There are old posts from 2011

标题: 简单介绍 Bioinformatics Tools for NGS 分析
发信站: BBS 未名空间站 (Sat Sep 10 19:30:42 2011, 美东)

本人在wet lab里面做纯数据分析，for NGS data analysis, 简单介绍一些自己接触过
，并且觉得挺有用的工具，说的有点杂，权作抛砖引玉，还请不吝赐教。

Next-Gen sequencing(NGS)和现在正在发展的3rd-gen sequencing将会在生物学研究中
被越来越广泛应用。不管你信不信，反正我信了。一是基于实验成本的降低（$1k
whole-genome sequencing is coming），越来越多的实验室可以操作；二是可以提供
相对low throughput experiment多的多的数据和信息，可以看到很多从前看不到的东
西；三是sequencer本身对测序的准确性正在逐渐提高，所以实验固有错误率降低；四
是各种算法的成熟应用，这使得很多由于实验产生的误差在出数据后通过对数据的分析
得以过滤。按照library preparation来分，NGS主要有DNA-seq和RNA-seq

DNA-seq is usually used as ChIP-seq to study transcription factor(TF)-DNA
binding, epigenetic histome modification (such as H3K4me3, H3K36me3 etc),
DNA methylation etc. and Exon-seq or whole-DNA sequencing to study genetic
variation (SNPs/Indels etc). 从bioinformatics的角度来说，DNA-seq相对比较容易
处理，简单的说，第一步先做alignment，就是把millions of short reads from the
sequencer map back to the genome。很多genome已经有相对完整的reference，这些
genome的whole sequence可以从UCSC genome browser(http://genome.ucsc.edu/)下载。先前已经有朋友贴过现有的alignment tools（ http://en.wikipedia.org/wiki/List_of_sequence_alignment_software#Short- Read_Sequence_Alignment），目前比较常用的有bowtie，bwa，maq，soap，从他们各自的网站，应该都可以下载到 executable binary或者source code。我们比较常用的是bowtie（ http://bowtie-bio.sourceforge.net/index.shtml ）和bwa（ http://bio-bwa.sourceforge.net/），简单方便速度快（paralyzed）；output files例如SAM，BAM format比较standardized，方便后续处理；他们的网站有非常详细的manual。

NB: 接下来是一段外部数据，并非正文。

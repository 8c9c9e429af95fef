//! graphsync - encode vectors against a fixture and inspect the result
//!
//! Usage:
//!   graphsync encode --fixture todos.json --vectors vectors.json [--config sync.json]
//!                    [--policy policy.json] [--principal 1] [--role admin]...
//!                    [--msgpack out.bin] [--roundtrip]
//!   graphsync decode --fixture todos.json --tree tree.json
//!
//! `encode` prints the merged tree as JSON on stdout. With `--roundtrip` the
//! tree is also applied to an empty mirror graph and the mirror is printed.
//! `decode` applies a stored tree (JSON, or MessagePack when the file ends in
//! `.bin` / `.msgpack`) to an empty mirror graph built from the fixture schema.

use std::path::{Path, PathBuf};
use std::process;

use anyhow::Context;
use clap::{Parser, Subcommand};

use graphsync::policy::{AccessPolicy, ActingPrincipal, PermitAll, RulePolicy};
use graphsync::{MemoryStore, MergedTree, MirrorGraph, Overrides, ServerDataCache, SyncConfig, TreeReconciler, Vector};

#[derive(Parser, Debug)]
#[command(name = "graphsync", version, about = "Encode and decode record graph slices")]
struct Cli {
    #[command(subcommand)]
    command: Commands,
}

#[derive(Subcommand, Debug)]
enum Commands {
    /// Evaluate vectors against a fixture store
    Encode {
        /// Fixture with schema and records
        #[arg(long)]
        fixture: PathBuf,
        /// JSON array of vectors
        #[arg(long)]
        vectors: PathBuf,
        /// Batch configuration; without it every fixture model is regulated
        #[arg(long)]
        config: Option<PathBuf>,
        /// Rule policy; without it everything is permitted
        #[arg(long)]
        policy: Option<PathBuf>,
        /// Acting principal id
        #[arg(long)]
        principal: Option<String>,
        /// Role held by the principal (repeatable)
        #[arg(long = "role")]
        roles: Vec<String>,
        /// Also write the tree as MessagePack
        #[arg(long)]
        msgpack: Option<PathBuf>,
        /// Apply the tree to an empty mirror and print it
        #[arg(long)]
        roundtrip: bool,
        /// Log every vector
        #[arg(long)]
        log_vectors: bool,
    },
    /// Apply a stored tree to an empty mirror graph
    Decode {
        #[arg(long)]
        fixture: PathBuf,
        #[arg(long)]
        tree: PathBuf,
    },
}

fn read_json(path: &Path) -> anyhow::Result<serde_json::Value> {
    let text = std::fs::read_to_string(path).with_context(|| format!("reading {}", path.display()))?;
    serde_json::from_str(&text).with_context(|| format!("parsing {}", path.display()))
}

fn print_mirror(store: &MemoryStore, tree: &MergedTree) -> anyhow::Result<()> {
    let mut graph = MirrorGraph::new(store.schema().clone());
    let mut reconciler = TreeReconciler::new(&mut graph);
    reconciler.apply(tree);
    let mismatches = reconciler.mismatches();
    if mismatches > 0 {
        eprintln!("[graphsync] {} keys did not match the mirror schema", mismatches);
    }
    println!("{}", serde_json::to_string_pretty(&graph.dump())?);
    Ok(())
}

#[allow(clippy::too_many_arguments)]
fn encode(
    fixture: &Path,
    vectors: &Path,
    config: Option<&Path>,
    policy: Option<&Path>,
    principal: Option<String>,
    roles: Vec<String>,
    msgpack: Option<&Path>,
    roundtrip: bool,
    log_vectors: bool,
) -> anyhow::Result<()> {
    let store = MemoryStore::from_file(fixture).with_context(|| format!("loading fixture {}", fixture.display()))?;
    let vectors = Vector::parse_all(&read_json(vectors)?)?;

    let mut config = match config {
        Some(path) => SyncConfig::from_file(path)?,
        None => SyncConfig::with_models(store.schema().models.keys().cloned()),
    };
    config.log_vectors |= log_vectors;

    let policy: Box<dyn AccessPolicy> = match policy {
        Some(path) => Box::new(RulePolicy::from_file(path)?),
        None => Box::new(PermitAll),
    };
    let principal = principal.map(ActingPrincipal::user).unwrap_or_default().with_roles(roles);

    let cache = ServerDataCache::new(&store, policy.as_ref(), &config);
    let evaluation = cache.evaluate_with_stats(&principal, &Overrides::new(), &vectors)?;
    tracing::info!(
        "{} vectors, {} items, {} memo hits",
        evaluation.stats.vectors,
        evaluation.stats.items_created,
        evaluation.stats.memo_hits
    );

    if let Some(path) = msgpack {
        std::fs::write(path, evaluation.tree.to_msgpack()?).with_context(|| format!("writing {}", path.display()))?;
    }

    println!("{}", serde_json::to_string_pretty(&evaluation.tree.to_json())?);
    if roundtrip {
        print_mirror(&store, &evaluation.tree)?;
    }
    Ok(())
}

fn decode(fixture: &Path, tree: &Path) -> anyhow::Result<()> {
    let store = MemoryStore::from_file(fixture).with_context(|| format!("loading fixture {}", fixture.display()))?;
    let is_msgpack = matches!(
        tree.extension().and_then(|e| e.to_str()),
        Some("bin") | Some("msgpack")
    );
    let tree = if is_msgpack {
        let bytes = std::fs::read(tree).with_context(|| format!("reading {}", tree.display()))?;
        MergedTree::from_msgpack(&bytes)?
    } else {
        MergedTree::from_json(&read_json(tree)?)?
    };
    print_mirror(&store, &tree)
}

fn main() {
    graphsync::init_logging();

    let cli = Cli::parse();

    let result = match cli.command {
        Commands::Encode {
            fixture,
            vectors,
            config,
            policy,
            principal,
            roles,
            msgpack,
            roundtrip,
            log_vectors,
        } => encode(
            &fixture,
            &vectors,
            config.as_deref(),
            policy.as_deref(),
            principal,
            roles,
            msgpack.as_deref(),
            roundtrip,
            log_vectors,
        ),
        Commands::Decode { fixture, tree } => decode(&fixture, &tree),
    };

    if let Err(e) = result {
        eprintln!("[graphsync] Error: {:#}", e);
        process::exit(1);
    }
}
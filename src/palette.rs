use std::{fs, io, path::Path};

use serde::Deserialize;

use super::{color::*, error::*, parse_int};

/// Entry count of a classic 8-bit indexed palette.
pub const PALETTE_LEN: usize = 256;

#[derive(Debug, Clone, Default, PartialEq)]
pub struct Palette {
    colors: Vec<Color>,
    labs: Vec<Lab>,
}

#[derive(Deserialize)]
#[serde(transparent)]
struct PaletteSource(Vec<[i64; 3]>);

impl From<PaletteSource> for Palette {
    fn from(src: PaletteSource) -> Palette {
        Palette::new(src.0.into_iter().map(Color::from))
    }
}

impl Palette {
    pub fn new(colors: impl IntoIterator<Item = Color>) -> Self {
        let colors: Vec<Color> = colors.into_iter().collect();
        let labs = colors.iter().map(|c| c.to_lab()).collect();
        Palette { colors, labs }
    }

    pub fn colors(&self) -> &[Color] {
        &self.colors
    }

    pub fn len(&self) -> usize {
        self.colors.len()
    }

    pub fn is_empty(&self) -> bool {
        self.colors.is_empty()
    }

    /// Fails unless the palette holds exactly `expected` entries.
    pub fn ensure_len(self, expected: usize) -> Result<Self, ShiftError> {
        match self.len() {
            0 => Err(ShiftError::EmptyPalette),
            n if n != expected => Err(ShiftError::PaletteSize { expected, found: n }),
            _ => Ok(self),
        }
    }

    /// Index of the entry closest to `target` under the CMC metric, with
    /// `target` as the reference color. Ties go to the lowest index.
    pub fn closest(&self, target: Color) -> Result<usize, ShiftError> {
        let target = target.to_lab();
        let mut best = None;
        let mut best_d = f64::INFINITY;
        for (i, lab) in self.labs.iter().enumerate() {
            let d = target.delta_e_cmc(*lab, CMC_LIGHTNESS, CMC_CHROMA);
            if best.is_none() || d < best_d {
                best = Some(i);
                best_d = d;
            }
        }
        best.ok_or(ShiftError::EmptyPalette)
    }

    /// Decodes the line based format: one `r,g,b` entry per line. Empty
    /// tokens (e.g. from a trailing comma) are dropped, lines without any
    /// tokens are skipped and tokens after the third are ignored.
    pub fn from_text(src: &str) -> Result<Palette, ShiftError> {
        let mut colors = Vec::with_capacity(PALETTE_LEN);
        for (n, line) in src.lines().enumerate() {
            let line_no = n + 1;
            let tokens: Vec<&str> = line
                .split(',')
                .map(str::trim)
                .filter(|t| !t.is_empty())
                .collect();

            if tokens.is_empty() {
                continue;
            }

            let context = format!("palette line {line_no}");
            let channels = tokens
                .iter()
                .map(|token| parse_int(&context, token))
                .collect::<Result<Vec<_>, _>>()?;

            // channels past blue are decoded but not used
            let rgb: [i64; 3] = match channels.get(..3) {
                Some(&[r, g, b]) => [r, g, b],
                _ => return Err(ShiftError::ChannelCount { line: line_no, found: channels.len() }),
            };
            colors.push(Color::from(rgb));
        }

        Ok(Palette::new(colors))
    }

    pub fn from_json(src: &str) -> serde_json::Result<Palette> {
        serde_json::from_str::<PaletteSource>(src).map(Palette::from)
    }

    pub fn from_ron(src: &str) -> ron::error::SpannedResult<Palette> {
        ron::from_str::<PaletteSource>(src).map(Palette::from)
    }

    /// Loads a palette, choosing the decoder from the file extension:
    /// `.json` and `.ron` hold a list of `[r, g, b]` triples, anything else
    /// is read as text.
    pub fn from_file(path: impl AsRef<Path>) -> Result<Palette, ShiftError> {
        let path = path.as_ref();
        let contents = fs::read_to_string(path).map_err(|e| match e.kind() {
            io::ErrorKind::NotFound => ShiftError::MissingPalette(path.to_path_buf()),
            _ => ShiftError::Io(e),
        })?;

        Ok(match path.extension().and_then(|ext| ext.to_str()) {
            Some("json") => Palette::from_json(&contents)?,
            Some("ron") => Palette::from_ron(&contents)?,
            _ => Palette::from_text(&contents)?,
        })
    }
}
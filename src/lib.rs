mod color;
pub use color::*;

mod error;
pub use error::*;

mod palette;
pub use palette::*;

mod shift;
pub use shift::*;

mod output;
pub use output::*;


/// Parses a decimal integer token, ignoring surrounding whitespace.
/// `context` names where the token came from in the resulting error.
pub fn parse_int(context: &str, token: &str) -> Result<i64, ShiftError> {
    token.trim().parse().map_err(|_| ShiftError::Parse {
        context: context.to_string(),
        token: token.trim().to_string(),
    })
}
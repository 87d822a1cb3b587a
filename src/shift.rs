use std::{ops::Range, panic, thread};

use serde::Serialize;

use super::{color::*, error::*, palette::*};

#[derive(Debug, Clone, Copy)]
pub struct RunConfig {
    pub threads: usize,
}

impl Default for RunConfig {
    fn default() -> RunConfig {
        RunConfig { threads: 1 }
    }
}

/// For every palette slot, the index of the entry closest to that slot's
/// tinted color. Always as long as the palette it was computed from.
#[derive(Debug, Clone, PartialEq, Eq, Serialize)]
#[serde(transparent)]
pub struct MatchIndex(pub Vec<usize>);

impl MatchIndex {
    pub fn len(&self) -> usize {
        self.0.len()
    }

    pub fn is_empty(&self) -> bool {
        self.0.is_empty()
    }

    pub fn iter(&self) -> impl Iterator<Item = &usize> {
        self.0.iter()
    }
}

impl Palette {
    /// Blends `tint` over every entry and maps the result back onto the
    /// palette. Slots are independent, so with more than one thread the
    /// palette is split into contiguous chunks.
    pub fn shift(&self, tint: Tint, cfg: RunConfig) -> Result<MatchIndex, ShiftError> {
        if self.is_empty() {
            return Err(ShiftError::EmptyPalette);
        }

        let threads = cfg.threads.max(1).min(self.len());
        if threads == 1 {
            return self.shift_range(tint, 0..self.len()).map(MatchIndex);
        }

        let chunk = self.len().div_ceil(threads);
        thread::scope(|s| -> Result<MatchIndex, ShiftError> {
            let handles: Vec<_> = (0..self.len())
                .step_by(chunk)
                .map(|start| {
                    let end = usize::min(start + chunk, self.len());
                    s.spawn(move || self.shift_range(tint, start..end))
                })
                .collect();

            let mut indices = Vec::with_capacity(self.len());
            for h in handles {
                indices.extend(h.join().unwrap_or_else(|e| panic::resume_unwind(e))?);
            }
            Ok(MatchIndex(indices))
        })
    }

    fn shift_range(&self, tint: Tint, slots: Range<usize>) -> Result<Vec<usize>, ShiftError> {
        self.colors()[slots]
            .iter()
            .map(|&base| self.closest(tint.apply(base)))
            .collect()
    }
}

如果是做ChIP-seq，通常第二步是call peaks。TF的peak一般比较peaky，MACS(http://liulab.dfci.harvard.edu/MACS /00README.html)是个不错的peak caller. TF ChIP-seq，一般会在call出peak之后assign peak to gene, in order to find TF regulated genes，这个比较arbitary，overlap of the called peak with gene promoter, enhancer, or use GREAT(http://great.stanford.edu/) to assign genes. 通常TF-DNA binding都有motif，meme（http://meme.sdsc.edu/meme/intro.html）是个不错的motif caller，use meme你可以看看这些TF enriched sites是否有significant motif, you can also check whether a known motif is enriched in a certain genomic region you interested.也就是说，既可以从genomic region找motif，也可以反向从motif找potential binding sites。

Histome modification，例如H3K4me3, K3K36me3,H3K27me3,H3K27ac, etc通常不具有
motif（not expected to），usually people are interested in their position,
downstream genes,how the intensity of peak changes (from average diagram),
whether there is bivalent domain (H3K4me3, H3K27me3) etc. 整体来说，对于ChIP
-seq,可以利用open source tool自己整workflow；可以利用galaxy(http://main.g2.bx.psu.edu/)已有的workflow 和file tools（上面也有详细的tutorial）；也可以用Partek Genomic Suite （not free,licence required）.后两个适合bench worker使用，非常容易上手。

Exon-seq and whole-DNA-seq asks very different question, usually people are
interested to know genetic variations, such as SNPs, Indels, Copy number
variation and looking for reoccurrence in tumor samples. 第一步alignment几乎
没有什么区别，找genetic variation, SeqGene(http://sourceforge.net/apps/mediawiki/seqgene /index.php?title=SeqGene)是一个比较简单且实用的tool。SNPs/Indels的prediction，基本上是比较准确的，可以说那些high quality的prediction，95%是可以通过sangar sequencing validated。当然在找出SNPs/Indels之后，除了reoccurrence以外（这个需要大量sample），如何去ranking这些 SNPs/Indels的重要性，例如处在那些基因，有多少是missense mutation，在一个pathway中有多少基因被mutated，mutation所处的位点是否对some sexy gene的expression有影响，如何linkage with expression data等等，尚处在研究阶段。因此做为marker，reoccurrence mutation的detection有重要意义，但同时其后续的functional study比较难，因为在找到的mutation之中，很难区分哪个是driver，哪个是receiver。除此之外，由于cancer tumor的 heterogeneity，要想发现那些真正在tumor cell里面的mutation，asks for new bioinformatics algorithms。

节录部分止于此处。